[[ Supplied records open ]]

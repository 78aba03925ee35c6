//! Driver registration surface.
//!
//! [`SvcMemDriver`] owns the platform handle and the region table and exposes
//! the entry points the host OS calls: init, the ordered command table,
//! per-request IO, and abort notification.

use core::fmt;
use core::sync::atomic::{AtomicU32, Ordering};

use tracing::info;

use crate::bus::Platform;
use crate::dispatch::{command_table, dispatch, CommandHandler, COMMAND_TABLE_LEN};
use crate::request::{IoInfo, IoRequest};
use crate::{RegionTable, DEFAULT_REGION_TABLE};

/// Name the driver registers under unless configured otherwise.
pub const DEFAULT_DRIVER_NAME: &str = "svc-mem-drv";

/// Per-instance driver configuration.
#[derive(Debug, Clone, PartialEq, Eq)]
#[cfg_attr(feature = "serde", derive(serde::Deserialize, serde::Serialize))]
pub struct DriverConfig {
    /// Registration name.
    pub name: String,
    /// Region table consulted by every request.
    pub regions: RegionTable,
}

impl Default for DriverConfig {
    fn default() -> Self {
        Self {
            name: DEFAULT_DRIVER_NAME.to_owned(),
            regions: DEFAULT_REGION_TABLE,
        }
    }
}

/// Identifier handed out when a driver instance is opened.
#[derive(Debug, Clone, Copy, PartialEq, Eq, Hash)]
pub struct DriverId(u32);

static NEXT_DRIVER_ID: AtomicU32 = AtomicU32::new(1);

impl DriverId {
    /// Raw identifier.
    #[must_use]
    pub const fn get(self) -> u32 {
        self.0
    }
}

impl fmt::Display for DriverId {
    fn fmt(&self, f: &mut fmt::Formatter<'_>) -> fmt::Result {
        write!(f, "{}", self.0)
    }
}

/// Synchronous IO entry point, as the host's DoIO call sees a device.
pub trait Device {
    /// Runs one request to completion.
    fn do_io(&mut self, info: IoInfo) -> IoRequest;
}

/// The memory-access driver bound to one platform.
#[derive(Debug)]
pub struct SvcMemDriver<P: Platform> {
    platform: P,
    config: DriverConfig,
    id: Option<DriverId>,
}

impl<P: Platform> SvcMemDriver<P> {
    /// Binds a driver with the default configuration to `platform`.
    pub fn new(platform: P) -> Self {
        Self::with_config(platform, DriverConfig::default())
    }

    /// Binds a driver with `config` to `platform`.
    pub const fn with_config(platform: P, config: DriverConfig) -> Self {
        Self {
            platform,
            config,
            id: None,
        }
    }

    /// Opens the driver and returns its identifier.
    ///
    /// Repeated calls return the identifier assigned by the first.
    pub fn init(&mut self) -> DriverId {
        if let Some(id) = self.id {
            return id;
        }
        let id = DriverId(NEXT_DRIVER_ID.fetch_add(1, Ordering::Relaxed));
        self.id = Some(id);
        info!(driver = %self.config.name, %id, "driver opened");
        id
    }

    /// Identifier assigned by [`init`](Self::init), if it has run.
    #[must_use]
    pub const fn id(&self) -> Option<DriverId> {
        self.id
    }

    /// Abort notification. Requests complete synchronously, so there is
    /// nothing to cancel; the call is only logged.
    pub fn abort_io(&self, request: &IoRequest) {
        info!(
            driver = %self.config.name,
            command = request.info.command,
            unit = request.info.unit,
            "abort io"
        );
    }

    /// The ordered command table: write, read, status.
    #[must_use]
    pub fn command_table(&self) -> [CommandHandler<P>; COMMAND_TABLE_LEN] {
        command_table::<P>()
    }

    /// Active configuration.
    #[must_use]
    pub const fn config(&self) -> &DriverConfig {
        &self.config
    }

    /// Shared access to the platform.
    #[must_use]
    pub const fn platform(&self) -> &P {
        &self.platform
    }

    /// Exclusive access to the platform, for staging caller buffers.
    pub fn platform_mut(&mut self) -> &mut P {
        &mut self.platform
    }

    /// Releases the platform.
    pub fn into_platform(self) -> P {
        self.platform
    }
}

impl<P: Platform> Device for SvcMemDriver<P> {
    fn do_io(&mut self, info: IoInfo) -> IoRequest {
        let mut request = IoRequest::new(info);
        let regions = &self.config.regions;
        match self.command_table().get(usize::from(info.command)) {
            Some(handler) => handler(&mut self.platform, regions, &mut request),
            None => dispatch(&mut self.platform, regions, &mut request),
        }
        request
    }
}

[[ Supplied records closed ]]
[[ Supplied records open ]]

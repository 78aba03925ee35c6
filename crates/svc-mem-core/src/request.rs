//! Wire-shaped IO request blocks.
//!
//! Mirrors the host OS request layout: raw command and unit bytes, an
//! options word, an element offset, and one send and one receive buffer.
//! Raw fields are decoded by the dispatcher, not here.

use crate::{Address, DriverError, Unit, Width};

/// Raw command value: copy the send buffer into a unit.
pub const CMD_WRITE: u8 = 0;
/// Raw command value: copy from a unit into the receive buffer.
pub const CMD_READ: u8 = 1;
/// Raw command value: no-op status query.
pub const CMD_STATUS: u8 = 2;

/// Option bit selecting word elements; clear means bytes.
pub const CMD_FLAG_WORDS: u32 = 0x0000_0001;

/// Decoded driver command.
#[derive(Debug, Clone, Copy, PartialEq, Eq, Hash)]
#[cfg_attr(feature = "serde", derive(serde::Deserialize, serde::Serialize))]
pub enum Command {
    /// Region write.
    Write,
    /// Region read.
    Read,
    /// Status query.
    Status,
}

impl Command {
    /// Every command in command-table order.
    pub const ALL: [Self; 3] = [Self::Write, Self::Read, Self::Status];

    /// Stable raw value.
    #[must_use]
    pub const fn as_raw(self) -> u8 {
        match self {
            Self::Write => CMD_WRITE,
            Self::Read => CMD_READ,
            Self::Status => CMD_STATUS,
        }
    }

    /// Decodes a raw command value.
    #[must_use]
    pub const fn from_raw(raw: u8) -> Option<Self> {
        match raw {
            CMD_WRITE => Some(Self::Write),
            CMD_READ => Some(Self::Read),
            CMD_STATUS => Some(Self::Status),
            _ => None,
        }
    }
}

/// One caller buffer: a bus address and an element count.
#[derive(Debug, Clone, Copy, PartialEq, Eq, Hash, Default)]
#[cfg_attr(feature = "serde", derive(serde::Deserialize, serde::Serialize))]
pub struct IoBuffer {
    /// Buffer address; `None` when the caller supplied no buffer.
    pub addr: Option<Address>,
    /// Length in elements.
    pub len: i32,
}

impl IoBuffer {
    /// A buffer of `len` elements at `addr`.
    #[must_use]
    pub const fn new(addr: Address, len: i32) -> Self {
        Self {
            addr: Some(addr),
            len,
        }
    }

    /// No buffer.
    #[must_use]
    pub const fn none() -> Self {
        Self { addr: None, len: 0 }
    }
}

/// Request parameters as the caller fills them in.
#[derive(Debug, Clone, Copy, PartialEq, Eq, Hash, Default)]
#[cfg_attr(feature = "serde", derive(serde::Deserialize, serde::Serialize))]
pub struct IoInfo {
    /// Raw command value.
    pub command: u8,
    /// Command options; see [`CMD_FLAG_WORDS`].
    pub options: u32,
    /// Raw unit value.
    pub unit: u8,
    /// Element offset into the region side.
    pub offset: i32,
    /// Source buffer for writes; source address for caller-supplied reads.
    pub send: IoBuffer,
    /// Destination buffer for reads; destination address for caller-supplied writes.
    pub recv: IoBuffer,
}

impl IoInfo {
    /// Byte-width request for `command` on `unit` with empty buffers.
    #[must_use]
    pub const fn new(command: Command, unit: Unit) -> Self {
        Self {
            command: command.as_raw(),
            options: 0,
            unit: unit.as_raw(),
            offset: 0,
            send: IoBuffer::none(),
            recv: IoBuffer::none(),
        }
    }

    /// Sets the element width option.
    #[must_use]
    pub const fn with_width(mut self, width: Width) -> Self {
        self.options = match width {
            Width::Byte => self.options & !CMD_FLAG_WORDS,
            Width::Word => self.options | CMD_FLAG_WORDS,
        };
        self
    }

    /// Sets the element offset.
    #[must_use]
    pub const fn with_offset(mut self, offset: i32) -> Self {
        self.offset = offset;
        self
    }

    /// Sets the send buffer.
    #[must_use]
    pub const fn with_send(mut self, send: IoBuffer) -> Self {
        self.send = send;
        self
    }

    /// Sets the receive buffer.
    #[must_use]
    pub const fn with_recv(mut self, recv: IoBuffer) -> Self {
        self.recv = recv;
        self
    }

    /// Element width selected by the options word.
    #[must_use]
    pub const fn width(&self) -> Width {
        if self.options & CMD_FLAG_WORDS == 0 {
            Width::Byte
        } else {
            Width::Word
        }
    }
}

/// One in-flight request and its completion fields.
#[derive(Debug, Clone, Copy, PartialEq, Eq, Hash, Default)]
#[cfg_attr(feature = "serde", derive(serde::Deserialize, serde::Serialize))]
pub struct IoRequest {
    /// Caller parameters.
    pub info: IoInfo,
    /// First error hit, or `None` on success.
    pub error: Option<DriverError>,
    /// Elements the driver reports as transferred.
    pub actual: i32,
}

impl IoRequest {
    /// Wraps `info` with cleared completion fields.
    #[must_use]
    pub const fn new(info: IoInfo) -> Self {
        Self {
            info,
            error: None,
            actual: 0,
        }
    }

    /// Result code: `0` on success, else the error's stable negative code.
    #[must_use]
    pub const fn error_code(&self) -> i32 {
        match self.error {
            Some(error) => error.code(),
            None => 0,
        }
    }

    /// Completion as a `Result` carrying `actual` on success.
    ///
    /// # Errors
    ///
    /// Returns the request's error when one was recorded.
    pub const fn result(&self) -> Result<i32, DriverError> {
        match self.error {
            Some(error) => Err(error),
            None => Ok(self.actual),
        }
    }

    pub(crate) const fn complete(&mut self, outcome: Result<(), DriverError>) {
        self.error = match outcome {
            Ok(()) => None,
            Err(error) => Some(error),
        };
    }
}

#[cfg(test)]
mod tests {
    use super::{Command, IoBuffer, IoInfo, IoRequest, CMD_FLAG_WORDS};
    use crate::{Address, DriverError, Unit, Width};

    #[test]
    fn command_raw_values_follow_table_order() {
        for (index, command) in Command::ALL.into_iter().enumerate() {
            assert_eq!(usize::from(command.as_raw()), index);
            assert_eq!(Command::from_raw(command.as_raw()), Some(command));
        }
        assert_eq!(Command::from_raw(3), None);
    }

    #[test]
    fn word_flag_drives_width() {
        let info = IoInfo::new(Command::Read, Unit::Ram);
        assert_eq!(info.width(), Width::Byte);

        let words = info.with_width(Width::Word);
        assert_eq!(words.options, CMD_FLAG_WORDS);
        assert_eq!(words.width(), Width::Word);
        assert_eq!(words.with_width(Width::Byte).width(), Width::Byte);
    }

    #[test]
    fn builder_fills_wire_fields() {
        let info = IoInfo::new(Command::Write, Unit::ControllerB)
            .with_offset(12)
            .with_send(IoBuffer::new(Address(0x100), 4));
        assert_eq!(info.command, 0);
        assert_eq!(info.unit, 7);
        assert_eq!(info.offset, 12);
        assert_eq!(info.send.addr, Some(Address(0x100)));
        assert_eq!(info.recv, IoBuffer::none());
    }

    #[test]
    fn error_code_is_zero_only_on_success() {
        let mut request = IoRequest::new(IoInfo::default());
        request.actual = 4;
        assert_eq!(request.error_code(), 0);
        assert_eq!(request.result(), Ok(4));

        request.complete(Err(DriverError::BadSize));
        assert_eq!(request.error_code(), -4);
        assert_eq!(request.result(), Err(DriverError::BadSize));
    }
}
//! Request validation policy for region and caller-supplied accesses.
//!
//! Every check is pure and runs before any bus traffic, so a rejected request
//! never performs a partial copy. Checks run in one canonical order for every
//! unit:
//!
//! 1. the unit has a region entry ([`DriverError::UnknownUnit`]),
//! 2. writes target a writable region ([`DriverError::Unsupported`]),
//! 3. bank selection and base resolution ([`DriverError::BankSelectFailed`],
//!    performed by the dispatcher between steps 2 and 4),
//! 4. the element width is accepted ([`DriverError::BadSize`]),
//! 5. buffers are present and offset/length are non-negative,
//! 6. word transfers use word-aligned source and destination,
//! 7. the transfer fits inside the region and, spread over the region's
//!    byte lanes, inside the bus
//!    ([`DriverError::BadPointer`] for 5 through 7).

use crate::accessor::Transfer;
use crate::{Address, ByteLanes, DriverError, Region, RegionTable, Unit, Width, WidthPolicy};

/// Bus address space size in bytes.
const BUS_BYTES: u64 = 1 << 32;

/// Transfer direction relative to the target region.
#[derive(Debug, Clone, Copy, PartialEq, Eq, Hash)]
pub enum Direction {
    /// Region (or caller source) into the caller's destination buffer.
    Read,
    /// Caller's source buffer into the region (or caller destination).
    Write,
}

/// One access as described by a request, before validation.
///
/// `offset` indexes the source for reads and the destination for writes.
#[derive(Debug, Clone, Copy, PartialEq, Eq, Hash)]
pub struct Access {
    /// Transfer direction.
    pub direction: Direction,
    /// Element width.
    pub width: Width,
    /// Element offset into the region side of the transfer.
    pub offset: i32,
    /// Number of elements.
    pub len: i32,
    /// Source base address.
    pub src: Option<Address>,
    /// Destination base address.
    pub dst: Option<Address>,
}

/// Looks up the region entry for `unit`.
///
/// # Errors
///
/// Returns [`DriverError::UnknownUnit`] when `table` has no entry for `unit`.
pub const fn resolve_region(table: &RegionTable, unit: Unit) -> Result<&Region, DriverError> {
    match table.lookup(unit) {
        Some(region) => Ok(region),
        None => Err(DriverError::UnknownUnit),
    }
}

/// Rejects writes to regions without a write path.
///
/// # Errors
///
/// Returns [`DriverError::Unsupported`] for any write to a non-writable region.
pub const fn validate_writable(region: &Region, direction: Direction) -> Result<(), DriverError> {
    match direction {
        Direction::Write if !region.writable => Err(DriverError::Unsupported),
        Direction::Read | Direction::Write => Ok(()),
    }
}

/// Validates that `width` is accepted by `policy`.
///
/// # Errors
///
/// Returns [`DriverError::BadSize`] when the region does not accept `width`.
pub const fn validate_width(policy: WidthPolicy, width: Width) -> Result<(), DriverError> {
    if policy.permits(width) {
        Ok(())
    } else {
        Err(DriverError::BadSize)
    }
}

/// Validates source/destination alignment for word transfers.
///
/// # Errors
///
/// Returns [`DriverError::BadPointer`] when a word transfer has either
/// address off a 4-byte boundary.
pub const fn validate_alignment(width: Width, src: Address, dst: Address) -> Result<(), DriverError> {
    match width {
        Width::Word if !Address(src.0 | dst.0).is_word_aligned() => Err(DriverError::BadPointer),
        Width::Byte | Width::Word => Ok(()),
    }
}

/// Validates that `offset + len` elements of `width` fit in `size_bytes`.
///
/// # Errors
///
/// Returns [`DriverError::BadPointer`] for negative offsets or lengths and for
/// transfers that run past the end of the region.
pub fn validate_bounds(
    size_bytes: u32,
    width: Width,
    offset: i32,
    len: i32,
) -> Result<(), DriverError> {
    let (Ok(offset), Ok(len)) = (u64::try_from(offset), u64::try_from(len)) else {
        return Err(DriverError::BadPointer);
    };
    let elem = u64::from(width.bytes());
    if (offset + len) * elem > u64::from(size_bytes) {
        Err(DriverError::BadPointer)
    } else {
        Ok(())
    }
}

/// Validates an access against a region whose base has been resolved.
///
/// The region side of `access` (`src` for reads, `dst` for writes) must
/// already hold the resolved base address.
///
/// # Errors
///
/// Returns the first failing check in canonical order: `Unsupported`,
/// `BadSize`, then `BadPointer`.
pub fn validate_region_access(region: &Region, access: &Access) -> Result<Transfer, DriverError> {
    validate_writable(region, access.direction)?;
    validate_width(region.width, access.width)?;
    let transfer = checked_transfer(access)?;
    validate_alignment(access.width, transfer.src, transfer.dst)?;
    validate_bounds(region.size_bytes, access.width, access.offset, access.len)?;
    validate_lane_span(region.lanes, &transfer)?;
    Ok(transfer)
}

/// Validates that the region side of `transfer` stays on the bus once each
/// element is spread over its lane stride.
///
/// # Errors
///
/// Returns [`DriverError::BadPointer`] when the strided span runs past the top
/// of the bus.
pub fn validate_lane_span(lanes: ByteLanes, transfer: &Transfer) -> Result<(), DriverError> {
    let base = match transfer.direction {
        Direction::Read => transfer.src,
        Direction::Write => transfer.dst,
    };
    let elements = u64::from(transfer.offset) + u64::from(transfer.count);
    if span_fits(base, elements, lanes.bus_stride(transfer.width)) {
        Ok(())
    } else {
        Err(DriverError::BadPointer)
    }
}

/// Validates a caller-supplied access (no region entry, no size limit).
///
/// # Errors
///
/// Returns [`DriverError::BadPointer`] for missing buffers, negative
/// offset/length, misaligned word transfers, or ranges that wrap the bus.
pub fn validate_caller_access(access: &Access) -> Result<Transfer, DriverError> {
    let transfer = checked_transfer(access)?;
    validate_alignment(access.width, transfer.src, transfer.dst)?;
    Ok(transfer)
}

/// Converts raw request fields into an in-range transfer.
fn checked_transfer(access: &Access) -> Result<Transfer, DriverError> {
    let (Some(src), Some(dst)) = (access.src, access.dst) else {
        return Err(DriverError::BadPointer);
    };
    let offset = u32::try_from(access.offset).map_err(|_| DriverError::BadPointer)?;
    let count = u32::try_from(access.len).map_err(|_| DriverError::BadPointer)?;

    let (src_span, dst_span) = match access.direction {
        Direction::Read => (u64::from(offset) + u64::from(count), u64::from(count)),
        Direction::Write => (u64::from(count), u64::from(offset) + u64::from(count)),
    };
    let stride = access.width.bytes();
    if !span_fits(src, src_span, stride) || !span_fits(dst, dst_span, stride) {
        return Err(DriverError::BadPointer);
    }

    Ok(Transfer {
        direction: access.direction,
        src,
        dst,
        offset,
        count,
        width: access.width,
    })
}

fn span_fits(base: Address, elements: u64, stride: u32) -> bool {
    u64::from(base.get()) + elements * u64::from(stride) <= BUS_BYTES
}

[[ Supplied records closed ]]

- [Directions]: Retype exactly the lines above, from the one with "use crate::bus::Platform;" through the one with "Per-instance driver configuration.", inclusive.

- [Answer section]:
use crate::bus::Platform;
use crate::dispatch::{command_table, dispatch, CommandHandler, COMMAND_TABLE_LEN};
use crate::request::{IoInfo, IoRequest};
use crate::{RegionTable, DEFAULT_REGION_TABLE};

/// Name the driver registers under unless configured otherwise.
pub const DEFAULT_DRIVER_NAME: &str = "svc-mem-drv";

/// Per-instance driver configuration.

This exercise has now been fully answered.